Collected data
□ □ □ □ □

pub mod callbacks;
pub mod facade;
pub mod handlers;
pub mod listeners;

pub use crate::domain::model::{Connection, Dispatch, NotifySummary, RequestSpec, ResponseBody};
pub use crate::domain::ports::{ConfigProvider, Interaction, ModelListener};
pub use crate::utils::error::Result;
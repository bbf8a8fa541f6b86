use thiserror::Error;

#[derive(Error, Debug)]
pub enum FacadeError {
    #[error("Request failed: {0}")]
    Transport(#[from] reqwest::Error),

    #[error("Server responded with {status} {reason}")]
    Status {
        status: u16,
        reason: String,
        body: String,
    },

    #[error("Response decoding error: {0}")]
    Decode(#[from] serde_json::Error),

    #[error("IO error: {0}")]
    IoError(#[from] std::io::Error),

    #[error("Invalid URL: {0}")]
    Url(#[from] url::ParseError),

    #[error("Invalid pattern: {0}")]
    Pattern(#[from] regex::Error),

    #[error("Configuration error: {message}")]
    ConfigError { message: String },

    #[error("Invalid value for '{field}' ({value}): {reason}")]
    InvalidConfigValueError {
        field: String,
        value: String,
        reason: String,
    },
}

impl FacadeError {
    /// HTTP status of the failed exchange, if the server answered at all.
    pub fn status_code(&self) -> Option<u16> {
        match self {
            FacadeError::Status { status, .. } => Some(*status),
            FacadeError::Transport(e) => e.status().map(|s| s.as_u16()),
            _ => None,
        }
    }

    /// Reason phrase for status failures, otherwise the error text.
    pub fn status_text(&self) -> String {
        match self {
            FacadeError::Status { reason, .. } => reason.clone(),
            other => other.to_string(),
        }
    }

    /// Raw response body returned alongside a non-success status.
    pub fn response_body(&self) -> &str {
        match self {
            FacadeError::Status { body, .. } => body,
            _ => "",
        }
    }
}

pub type Result<T> = std::result::Result<T, FacadeError>;
use crate::utils::error::{FacadeError, Result};
use regex::Regex;
use url::Url;

pub trait Validate {
    fn validate(&self) -> Result<()>;
}

pub fn validate_url(field_name: &str, url_str: &str) -> Result<()> {
    if url_str.is_empty() {
        return Err(FacadeError::InvalidConfigValueError {
            field: field_name.to_string(),
            value: url_str.to_string(),
            reason: "URL cannot be empty".to_string(),
        });
    }

    match Url::parse(url_str) {
        Ok(url) => match url.scheme() {
            "http" | "https" => Ok(()),
            scheme => Err(FacadeError::InvalidConfigValueError {
                field: field_name.to_string(),
                value: url_str.to_string(),
                reason: format!("Unsupported URL scheme: {}", scheme),
            }),
        },
        Err(e) => Err(FacadeError::InvalidConfigValueError {
            field: field_name.to_string(),
            value: url_str.to_string(),
            reason: format!("Invalid URL format: {}", e),
        }),
    }
}

pub fn validate_non_empty_string(field_name: &str, value: &str) -> Result<()> {
    if value.trim().is_empty() {
        return Err(FacadeError::InvalidConfigValueError {
            field: field_name.to_string(),
            value: value.to_string(),
            reason: "Value cannot be empty or whitespace-only".to_string(),
        });
    }
    Ok(())
}

pub fn validate_pattern(field_name: &str, pattern: &str) -> Result<()> {
    validate_non_empty_string(field_name, pattern)?;

    Regex::new(pattern).map_err(|e| FacadeError::InvalidConfigValueError {
        field: field_name.to_string(),
        value: pattern.to_string(),
        reason: format!("Invalid regular expression: {}", e),
    })?;
    Ok(())
}

pub fn validate_header_name(field_name: &str, name: &str) -> Result<()> {
    reqwest::header::HeaderName::from_bytes(name.as_bytes()).map_err(|e| {
        FacadeError::InvalidConfigValueError {
            field: field_name.to_string(),
            value: name.to_string(),
            reason: format!("Invalid header name: {}", e),
        }
    })?;
    Ok(())
}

□ □ □ □ □

#### [Exercise requirements]
Pick out, from the lines above, every one that contains the string "Transport".

#### [Exercise output]
    Transport(#[from] reqwest::Error),
            FacadeError::Transport(e) => e.status().map(|s| s.as_u16()),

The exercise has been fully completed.